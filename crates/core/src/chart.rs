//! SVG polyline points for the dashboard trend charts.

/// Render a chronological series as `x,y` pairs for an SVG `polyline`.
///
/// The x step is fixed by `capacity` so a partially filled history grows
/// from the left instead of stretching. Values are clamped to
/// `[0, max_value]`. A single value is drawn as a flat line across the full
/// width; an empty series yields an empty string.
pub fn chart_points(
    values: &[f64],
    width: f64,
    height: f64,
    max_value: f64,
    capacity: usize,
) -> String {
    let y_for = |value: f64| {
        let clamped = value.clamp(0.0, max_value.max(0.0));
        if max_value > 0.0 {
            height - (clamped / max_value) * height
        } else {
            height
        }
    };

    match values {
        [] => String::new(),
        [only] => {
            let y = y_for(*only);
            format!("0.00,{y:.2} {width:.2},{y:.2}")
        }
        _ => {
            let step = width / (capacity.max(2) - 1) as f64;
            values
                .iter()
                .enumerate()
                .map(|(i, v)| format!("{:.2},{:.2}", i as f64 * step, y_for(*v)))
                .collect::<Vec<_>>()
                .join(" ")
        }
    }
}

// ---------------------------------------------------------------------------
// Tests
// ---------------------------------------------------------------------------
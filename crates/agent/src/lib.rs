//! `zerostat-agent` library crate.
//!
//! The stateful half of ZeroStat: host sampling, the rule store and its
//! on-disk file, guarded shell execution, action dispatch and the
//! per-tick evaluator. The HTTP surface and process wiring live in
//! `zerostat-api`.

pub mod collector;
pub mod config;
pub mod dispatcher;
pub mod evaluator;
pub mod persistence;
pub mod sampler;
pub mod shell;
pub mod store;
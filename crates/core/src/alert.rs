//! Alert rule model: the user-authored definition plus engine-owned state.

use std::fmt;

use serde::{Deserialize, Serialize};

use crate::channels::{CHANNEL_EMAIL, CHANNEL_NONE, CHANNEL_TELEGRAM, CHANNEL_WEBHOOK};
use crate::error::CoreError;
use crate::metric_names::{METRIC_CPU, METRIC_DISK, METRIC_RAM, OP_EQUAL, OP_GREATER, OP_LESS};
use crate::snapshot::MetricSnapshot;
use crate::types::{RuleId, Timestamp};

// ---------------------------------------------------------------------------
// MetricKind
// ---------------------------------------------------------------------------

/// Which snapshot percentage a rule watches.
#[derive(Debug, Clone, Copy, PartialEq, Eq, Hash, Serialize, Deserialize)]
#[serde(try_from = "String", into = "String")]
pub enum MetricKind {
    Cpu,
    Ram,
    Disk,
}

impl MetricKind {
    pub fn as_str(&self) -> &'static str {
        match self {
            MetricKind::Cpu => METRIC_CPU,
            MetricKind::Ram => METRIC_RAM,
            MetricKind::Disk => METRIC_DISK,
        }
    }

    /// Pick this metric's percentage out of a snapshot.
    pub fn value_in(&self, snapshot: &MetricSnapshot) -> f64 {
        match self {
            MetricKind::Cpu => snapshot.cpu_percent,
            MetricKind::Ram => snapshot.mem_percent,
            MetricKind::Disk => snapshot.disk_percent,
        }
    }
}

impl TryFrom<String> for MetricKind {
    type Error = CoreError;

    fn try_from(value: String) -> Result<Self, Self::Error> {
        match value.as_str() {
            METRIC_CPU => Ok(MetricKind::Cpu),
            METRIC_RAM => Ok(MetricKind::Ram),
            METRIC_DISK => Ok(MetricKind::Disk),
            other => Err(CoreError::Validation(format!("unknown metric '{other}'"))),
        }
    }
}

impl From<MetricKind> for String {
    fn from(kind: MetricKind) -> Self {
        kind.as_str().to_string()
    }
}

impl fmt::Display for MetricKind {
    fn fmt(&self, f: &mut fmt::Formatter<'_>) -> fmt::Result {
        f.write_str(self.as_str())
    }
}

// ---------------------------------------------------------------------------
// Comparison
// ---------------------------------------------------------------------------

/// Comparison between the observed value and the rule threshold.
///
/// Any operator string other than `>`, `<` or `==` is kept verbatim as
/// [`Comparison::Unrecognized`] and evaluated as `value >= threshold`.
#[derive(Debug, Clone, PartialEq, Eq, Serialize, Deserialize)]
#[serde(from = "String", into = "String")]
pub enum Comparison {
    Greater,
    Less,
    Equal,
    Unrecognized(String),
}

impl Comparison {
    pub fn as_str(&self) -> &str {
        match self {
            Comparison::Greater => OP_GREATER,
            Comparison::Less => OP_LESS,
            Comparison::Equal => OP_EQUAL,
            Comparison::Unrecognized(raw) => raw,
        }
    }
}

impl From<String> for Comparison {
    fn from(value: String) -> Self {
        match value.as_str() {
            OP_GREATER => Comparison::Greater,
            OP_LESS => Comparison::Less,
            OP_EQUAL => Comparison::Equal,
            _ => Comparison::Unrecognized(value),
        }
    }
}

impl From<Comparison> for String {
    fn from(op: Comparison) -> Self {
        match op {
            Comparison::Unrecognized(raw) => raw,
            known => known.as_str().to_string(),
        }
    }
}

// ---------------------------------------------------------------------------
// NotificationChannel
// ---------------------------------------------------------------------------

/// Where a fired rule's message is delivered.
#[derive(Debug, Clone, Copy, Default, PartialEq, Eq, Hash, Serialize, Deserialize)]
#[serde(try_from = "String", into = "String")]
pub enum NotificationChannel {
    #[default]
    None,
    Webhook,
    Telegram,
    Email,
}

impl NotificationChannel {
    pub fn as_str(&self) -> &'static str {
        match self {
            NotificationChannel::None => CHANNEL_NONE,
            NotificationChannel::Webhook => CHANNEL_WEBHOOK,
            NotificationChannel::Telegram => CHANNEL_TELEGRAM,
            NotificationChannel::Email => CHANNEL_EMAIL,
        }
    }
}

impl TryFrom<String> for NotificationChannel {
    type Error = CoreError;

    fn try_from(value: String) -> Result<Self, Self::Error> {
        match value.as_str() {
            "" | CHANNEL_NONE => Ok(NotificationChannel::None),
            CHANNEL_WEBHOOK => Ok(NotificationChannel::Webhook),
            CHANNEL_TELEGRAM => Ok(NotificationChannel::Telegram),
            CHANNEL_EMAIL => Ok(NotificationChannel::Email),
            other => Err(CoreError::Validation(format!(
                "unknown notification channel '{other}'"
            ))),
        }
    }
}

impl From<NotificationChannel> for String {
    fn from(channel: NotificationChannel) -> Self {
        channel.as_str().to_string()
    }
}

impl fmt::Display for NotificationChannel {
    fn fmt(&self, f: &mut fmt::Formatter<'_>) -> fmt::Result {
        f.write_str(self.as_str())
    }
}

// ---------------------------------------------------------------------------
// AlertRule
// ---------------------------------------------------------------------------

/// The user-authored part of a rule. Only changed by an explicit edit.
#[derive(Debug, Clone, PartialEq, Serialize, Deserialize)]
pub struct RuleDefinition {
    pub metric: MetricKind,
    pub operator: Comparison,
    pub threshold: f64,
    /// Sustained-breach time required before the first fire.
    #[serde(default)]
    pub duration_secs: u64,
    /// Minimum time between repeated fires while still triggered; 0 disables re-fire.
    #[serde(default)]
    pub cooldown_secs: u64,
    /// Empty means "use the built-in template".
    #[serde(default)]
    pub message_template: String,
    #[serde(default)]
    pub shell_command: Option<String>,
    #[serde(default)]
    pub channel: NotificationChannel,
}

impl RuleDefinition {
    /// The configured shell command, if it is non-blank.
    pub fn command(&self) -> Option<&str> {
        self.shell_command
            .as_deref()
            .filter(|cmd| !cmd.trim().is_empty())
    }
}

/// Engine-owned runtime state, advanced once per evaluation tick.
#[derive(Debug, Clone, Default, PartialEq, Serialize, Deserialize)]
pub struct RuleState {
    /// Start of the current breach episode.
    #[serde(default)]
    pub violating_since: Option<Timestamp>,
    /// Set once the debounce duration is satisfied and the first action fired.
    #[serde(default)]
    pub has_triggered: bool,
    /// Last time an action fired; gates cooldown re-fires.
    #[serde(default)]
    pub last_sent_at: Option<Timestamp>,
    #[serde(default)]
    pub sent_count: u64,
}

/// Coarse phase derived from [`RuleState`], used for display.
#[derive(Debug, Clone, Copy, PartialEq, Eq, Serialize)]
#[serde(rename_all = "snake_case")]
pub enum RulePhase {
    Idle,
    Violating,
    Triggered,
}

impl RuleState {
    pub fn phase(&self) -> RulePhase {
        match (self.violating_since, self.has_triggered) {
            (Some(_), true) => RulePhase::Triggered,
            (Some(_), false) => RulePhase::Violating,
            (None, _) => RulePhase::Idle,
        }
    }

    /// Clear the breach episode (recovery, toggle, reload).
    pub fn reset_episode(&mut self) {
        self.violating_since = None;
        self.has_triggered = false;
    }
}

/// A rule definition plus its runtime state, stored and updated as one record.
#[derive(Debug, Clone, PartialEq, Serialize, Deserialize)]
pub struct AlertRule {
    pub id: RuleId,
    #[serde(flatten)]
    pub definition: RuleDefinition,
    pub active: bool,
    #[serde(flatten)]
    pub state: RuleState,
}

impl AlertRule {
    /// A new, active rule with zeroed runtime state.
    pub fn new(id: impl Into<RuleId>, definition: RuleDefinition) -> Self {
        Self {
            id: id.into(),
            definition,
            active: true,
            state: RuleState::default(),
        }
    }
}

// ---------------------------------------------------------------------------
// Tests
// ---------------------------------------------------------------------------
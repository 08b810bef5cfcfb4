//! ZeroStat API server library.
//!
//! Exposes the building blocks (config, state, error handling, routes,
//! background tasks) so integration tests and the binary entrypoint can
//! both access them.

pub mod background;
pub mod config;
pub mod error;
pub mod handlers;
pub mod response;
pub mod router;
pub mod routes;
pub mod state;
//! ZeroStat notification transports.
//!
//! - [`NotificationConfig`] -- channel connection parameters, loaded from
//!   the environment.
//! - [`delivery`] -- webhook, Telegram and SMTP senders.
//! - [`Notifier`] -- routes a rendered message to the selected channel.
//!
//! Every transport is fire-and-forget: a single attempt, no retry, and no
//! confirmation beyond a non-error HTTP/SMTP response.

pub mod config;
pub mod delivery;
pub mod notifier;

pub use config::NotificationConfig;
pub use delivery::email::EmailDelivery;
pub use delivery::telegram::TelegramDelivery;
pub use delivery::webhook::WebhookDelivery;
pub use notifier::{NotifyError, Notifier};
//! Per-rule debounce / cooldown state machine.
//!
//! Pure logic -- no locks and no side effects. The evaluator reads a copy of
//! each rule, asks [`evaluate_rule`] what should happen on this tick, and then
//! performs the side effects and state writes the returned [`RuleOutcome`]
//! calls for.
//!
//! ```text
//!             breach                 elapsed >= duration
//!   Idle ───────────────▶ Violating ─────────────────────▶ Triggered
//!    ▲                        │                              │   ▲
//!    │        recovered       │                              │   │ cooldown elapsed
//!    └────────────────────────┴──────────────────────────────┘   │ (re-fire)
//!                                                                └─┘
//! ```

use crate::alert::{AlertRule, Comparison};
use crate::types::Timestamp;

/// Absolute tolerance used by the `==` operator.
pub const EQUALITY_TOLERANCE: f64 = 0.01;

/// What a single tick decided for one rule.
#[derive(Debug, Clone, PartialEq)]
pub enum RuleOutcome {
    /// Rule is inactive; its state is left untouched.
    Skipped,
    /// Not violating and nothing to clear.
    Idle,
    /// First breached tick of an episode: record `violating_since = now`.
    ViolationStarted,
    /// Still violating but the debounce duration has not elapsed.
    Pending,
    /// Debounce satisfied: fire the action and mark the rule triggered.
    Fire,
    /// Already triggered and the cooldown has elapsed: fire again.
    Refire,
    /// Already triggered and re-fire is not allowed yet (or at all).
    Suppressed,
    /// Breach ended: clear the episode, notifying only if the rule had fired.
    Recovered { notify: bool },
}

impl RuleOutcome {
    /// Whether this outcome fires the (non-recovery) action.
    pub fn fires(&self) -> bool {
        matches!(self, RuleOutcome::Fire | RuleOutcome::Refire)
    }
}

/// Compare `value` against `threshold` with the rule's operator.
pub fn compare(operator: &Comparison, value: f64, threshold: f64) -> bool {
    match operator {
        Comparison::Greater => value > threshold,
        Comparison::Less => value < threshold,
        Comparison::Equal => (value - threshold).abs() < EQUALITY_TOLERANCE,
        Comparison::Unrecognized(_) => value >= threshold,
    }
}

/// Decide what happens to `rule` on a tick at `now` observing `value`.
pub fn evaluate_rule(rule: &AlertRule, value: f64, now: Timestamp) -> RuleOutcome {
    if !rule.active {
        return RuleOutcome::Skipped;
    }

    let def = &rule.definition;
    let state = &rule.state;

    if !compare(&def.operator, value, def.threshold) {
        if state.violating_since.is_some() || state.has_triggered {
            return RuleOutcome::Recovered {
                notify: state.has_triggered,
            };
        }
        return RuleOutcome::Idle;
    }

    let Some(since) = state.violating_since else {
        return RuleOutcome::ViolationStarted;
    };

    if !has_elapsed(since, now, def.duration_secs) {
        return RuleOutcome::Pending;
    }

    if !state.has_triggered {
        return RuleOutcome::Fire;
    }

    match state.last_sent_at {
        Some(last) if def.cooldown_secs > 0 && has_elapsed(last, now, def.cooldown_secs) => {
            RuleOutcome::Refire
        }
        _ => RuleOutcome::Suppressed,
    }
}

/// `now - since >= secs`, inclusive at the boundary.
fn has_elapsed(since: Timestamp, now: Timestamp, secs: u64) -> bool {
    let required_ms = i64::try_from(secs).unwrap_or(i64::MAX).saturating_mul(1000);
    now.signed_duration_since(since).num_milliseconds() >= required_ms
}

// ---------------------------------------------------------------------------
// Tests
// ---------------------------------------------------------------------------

•••••

→ Required work
Each line in the material with "record" in it must be reported.

→ Task response
/// A rule definition plus its runtime state, stored and updated as one record.
    /// First breached tick of an episode: record `violating_since = now`.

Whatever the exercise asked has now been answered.